City Developments - Strong boost from China residential
- FY16 net profit fell 16% yoy to S$653m but was still ahead of our expectations.
- One-off gains and higher residential contributions boosted performance.
- FY17 earnings underpinned by China and UK developments.
- Low gearing of 16%; capital deployment remains key catalyst.
- Maintain Add with slightly higher TP of S$10.51.
4Q/FY16 results highlights
- City Developments (CIT) reported 4Q and FY16 net profit of S$243.8m/S$653.2m, -41%/-16% on a high base from exceptional gains from PPS2 in previous periods.
- Nonetheless, FY16 net earnings were still 7% ahead of our estimate thanks to one-off gains of S$149m in FY16 coming from PPS3, sale of Exchange Tower in Thailand and divestment of stake in City eSolutions.
- Stripping out exceptionals, bottomline would have been fairly flat yoy. The group has proposed a final total DPS of 12 Scts, bringing FY16 DPS to 16 Scts.
Residential earnings surged on China
- 4Q residential PBT doubled to S$242.6m with progressive billings from Singapore and maiden contribution from Suzhou Hong Leong City Centre P1 (SHLCC P1) with a handover of 814 units. An estimated 1,038 units in P1 were sold and are expected to be delivered progressively. SHLCC P2 also generated an additional Rmb502m of sales.
- In Singapore, recognition came from Gramercy Park, Jewel @ Buangkok and other JV projects. Maiden billings from Forest Woods (74% sold) are expected from FY17.
Hotel operations dragged by New York and Singapore
- FY16 hotel PBT fell 32% yoy to S$115.7m, despite a smaller 3.8% decline in revenue, due to challenging operating conditions, particularly in New York and Singapore, AEI works at select hotels and pre-opening costs from JW Mariott South Beach. However, 2017 is off to a more positive start with its global REVPAR rising 4.5% in Jan.
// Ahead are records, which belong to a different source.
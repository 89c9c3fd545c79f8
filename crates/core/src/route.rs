//! 라우트 모델 — 런타임에 설치되는 최소 라우트 정의
//!
//! 라우트 제공자 메서드는 [`RouteBuilder`]를 반환하고, 오케스트레이터는
//! 이를 그대로 런타임 컨텍스트에 등록합니다. 라우트 DSL 전체가 아니라
//! 테스트 시나리오에 필요한 단계(to, filter, transform, set-header)만 다룹니다.
//!
//! # 사용 예시
//! ```
//! use switchyard_core::route::{RouteBuilder, RouteDefinition, header_eq};
//!
//! let builder = RouteBuilder::new().route(
//!     RouteDefinition::from("direct:start")
//!         .route_id("filter-route")
//!         .filter(header_eq("foo", "bar"))
//!         .to("mock:result"),
//! );
//! assert_eq!(builder.routes().len(), 1);
//! ```

use std::fmt;
use std::sync::Arc;

use serde_json::Value;

use crate::exchange::Exchange;

/// 교환에 대한 참/거짓 판정
#[derive(Clone)]
pub struct Predicate {
    description: String,
    test: Arc<dyn Fn(&Exchange) -> bool + Send + Sync>,
}

impl Predicate {
    /// 설명과 판정 함수로 조건을 생성합니다.
    pub fn new(
        description: impl Into<String>,
        test: impl Fn(&Exchange) -> bool + Send + Sync + 'static,
    ) -> Self {
        Self {
            description: description.into(),
            test: Arc::new(test),
        }
    }

    /// 교환이 조건을 만족하는지 판정합니다.
    pub fn matches(&self, exchange: &Exchange) -> bool {
        (self.test)(exchange)
    }
}

impl fmt::Debug for Predicate {
    fn fmt(&self, f: &mut fmt::Formatter<'_>) -> fmt::Result {
        write!(f, "Predicate({})", self.description)
    }
}

/// 교환으로부터 값을 계산하는 표현식
#[derive(Clone)]
pub struct Expression {
    description: String,
    eval: Arc<dyn Fn(&Exchange) -> Value + Send + Sync>,
}

impl Expression {
    /// 설명과 평가 함수로 표현식을 생성합니다.
    pub fn new(
        description: impl Into<String>,
        eval: impl Fn(&Exchange) -> Value + Send + Sync + 'static,
    ) -> Self {
        Self {
            description: description.into(),
            eval: Arc::new(eval),
        }
    }

    /// 표현식을 평가합니다.
    pub fn evaluate(&self, exchange: &Exchange) -> Value {
        (self.eval)(exchange)
    }
}

impl fmt::Debug for Expression {
    fn fmt(&self, f: &mut fmt::Formatter<'_>) -> fmt::Result {
        write!(f, "Expression({})", self.description)
    }
}

/// 헤더 값이 주어진 값과 같은지 판정합니다.
pub fn header_eq(name: impl Into<String>, value: impl Into<Value>) -> Predicate {
    let name = name.into();
    let value = value.into();
    Predicate::new(format!("header({name}) == {value}"), move |ex| {
        ex.header(&name) == Some(&value)
    })
}

/// 문자열 본문이 주어진 부분 문자열을 포함하는지 판정합니다.
pub fn body_contains(needle: impl Into<String>) -> Predicate {
    let needle = needle.into();
    Predicate::new(format!("body contains '{needle}'"), move |ex| {
        ex.body_str().is_some_and(|b| b.contains(needle.as_str()))
    })
}

/// 항상 같은 값을 반환하는 표현식
pub fn constant(value: impl Into<Value>) -> Expression {
    let value = value.into();
    Expression::new(format!("constant({value})"), move |_| value.clone())
}

/// 라우트 처리 단계
#[derive(Debug, Clone)]
pub enum Step {
    /// 엔드포인트로 전송
    To(String),
    /// 조건을 만족하지 않으면 이후 단계를 건너뜀
    Filter(Predicate),
    /// 본문을 표현식 결과로 교체
    Transform(Expression),
    /// 헤더를 표현식 결과로 설정
    SetHeader(String, Expression),
}

impl Step {
    /// 디버거와 로그에 표시할 단계 레이블
    pub fn label(&self) -> String {
        match self {
            Self::To(uri) => format!("to({uri})"),
            Self::Filter(p) => format!("filter({})", p.description),
            Self::Transform(e) => format!("transform({})", e.description),
            Self::SetHeader(name, _) => format!("setHeader({name})"),
        }
    }
}

/// 단일 라우트 정의
#[derive(Debug, Clone)]
pub struct RouteDefinition {
    /// 라우트 ID (없으면 런타임이 `route1`, `route2`... 를 부여)
    pub id: Option<String>,
    /// 소스 엔드포인트 URI
    pub from: String,
    /// 처리 단계
    pub steps: Vec<Step>,
}

impl RouteDefinition {
    /// 소스 엔드포인트에서 시작하는 라우트를 생성합니다.
    pub fn from(uri: impl Into<String>) -> Self {
        Self {
            id: None,
            from: uri.into(),
            steps: Vec::new(),
        }
    }

    /// 라우트 ID를 지정합니다.
    pub fn route_id(mut self, id: impl Into<String>) -> Self {
        self.id = Some(id.into());
        self
    }

    /// 엔드포인트로 전송하는 단계를 추가합니다.
    pub fn to(mut self, uri: impl Into<String>) -> Self {
        self.steps.push(Step::To(uri.into()));
        self
    }

    /// 필터 단계를 추가합니다.
    pub fn filter(mut self, predicate: Predicate) -> Self {
        self.steps.push(Step::Filter(predicate));
        self
    }

    /// 본문 변환 단계를 추가합니다.
    pub fn transform(mut self, expression: Expression) -> Self {
        self.steps.push(Step::Transform(expression));
        self
    }

    /// 헤더 설정 단계를 추가합니다.
    pub fn set_header(mut self, name: impl Into<String>, expression: Expression) -> Self {
        self.steps.push(Step::SetHeader(name.into(), expression));
        self
    }
}

/// 라우트 정의 묶음 — 라우트 제공자 역할 메서드의 반환 타입
#[derive(Debug, Clone, Default)]
pub struct RouteBuilder {
    routes: Vec<RouteDefinition>,
}

impl RouteBuilder {
    /// 빈 빌더를 생성합니다.
    pub fn new() -> Self {
        Self::default()
    }

    /// 라우트를 추가합니다.
    pub fn route(mut self, route: RouteDefinition) -> Self {
        self.routes.push(route);
        self
    }

    /// 등록된 라우트 정의를 반환합니다.
    pub fn routes(&self) -> &[RouteDefinition] {
        &self.routes
    }

    /// 빌더를 소비하여 라우트 정의를 반환합니다.
    pub fn into_routes(self) -> Vec<RouteDefinition> {
        self.routes
    }
}
#![doc = include_str!("../README.md")]
//!
//! # 모듈 구성
//!
//! - [`runtime`]: 컨텍스트 팩토리 [`MemoryRuntime`]
//! - [`context`]: `RuntimeContext` 구현 [`MemoryContext`]
//! - [`gateway`]: 프로듀서/컨슈머 게이트웨이
//! - [`properties`]: TOML 속성 파일 위치를 읽는 속성 컴포넌트
//! - [`stats`]: 컨텍스트 생성/시작/정지 통계
//!
//! # 아키텍처
//!
//! ```text
//! ProducerGateway -> Engine::dispatch -> direct route (same task)
//!                                     -> seda queue -> consumer task -> route
//!                                     -> mock endpoint / log
//! ```

pub mod context;
mod engine;
pub mod gateway;
pub mod properties;
pub mod runtime;
pub mod stats;

// --- 주요 타입 re-export ---

pub use context::MemoryContext;
pub use gateway::{MemoryConsumer, MemoryProducer};
pub use properties::MemoryPropertyProvider;
pub use runtime::MemoryRuntime;
pub use stats::{RuntimeStats, StatsSnapshot};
- M&C is taking steps to increase revenue and profit across its portfolio, including the ongoing restructuring of its sales team and strategy, and improving e-commerce capability.
Residential to remain key earnings driver
- Residential activities, particularly in overseas projects, are likely to continue to drive earnings. In addition to the completed SHLCC P1, it expects P2 to be completed in 4Q17; while in the UK, the Belgravia and Knightsbridge is scheduled to be completed in 2Q17. We expect progressive sales and recognition of these contributions to underpin earnings.
- In Singapore, plans to launch Gramercy Park P2 and New Futura as well as progressive sales from ongoing projects should add to its bottomline.
Robust balance sheet, deployment of capital is key
- Balance sheet is strong with net gearing of 16%.
- Management expects to continue to deploy capital, particularly in its core overseas markets such as the UK and China. It recently purchased a Shanghai commercial property for Rmb900m as well as took stakes in Distrii, a leading co-working space provider, and mamahome, an online apartment rental platform in China.
- The group is on track to reach its S$5bn AUM target by 2018 to grow its fee income platform.
- We tweak our FY17/18F EPS by -1.5%/10.9% and raise our RNAV to S$14.01. Our target price of S$10.51 is based on a 25% discount to RNAV.
- Deployment of capital into new investments is a key catalyst.
- Downside risks are likely to come from macro volatility, particularly in overseas markets.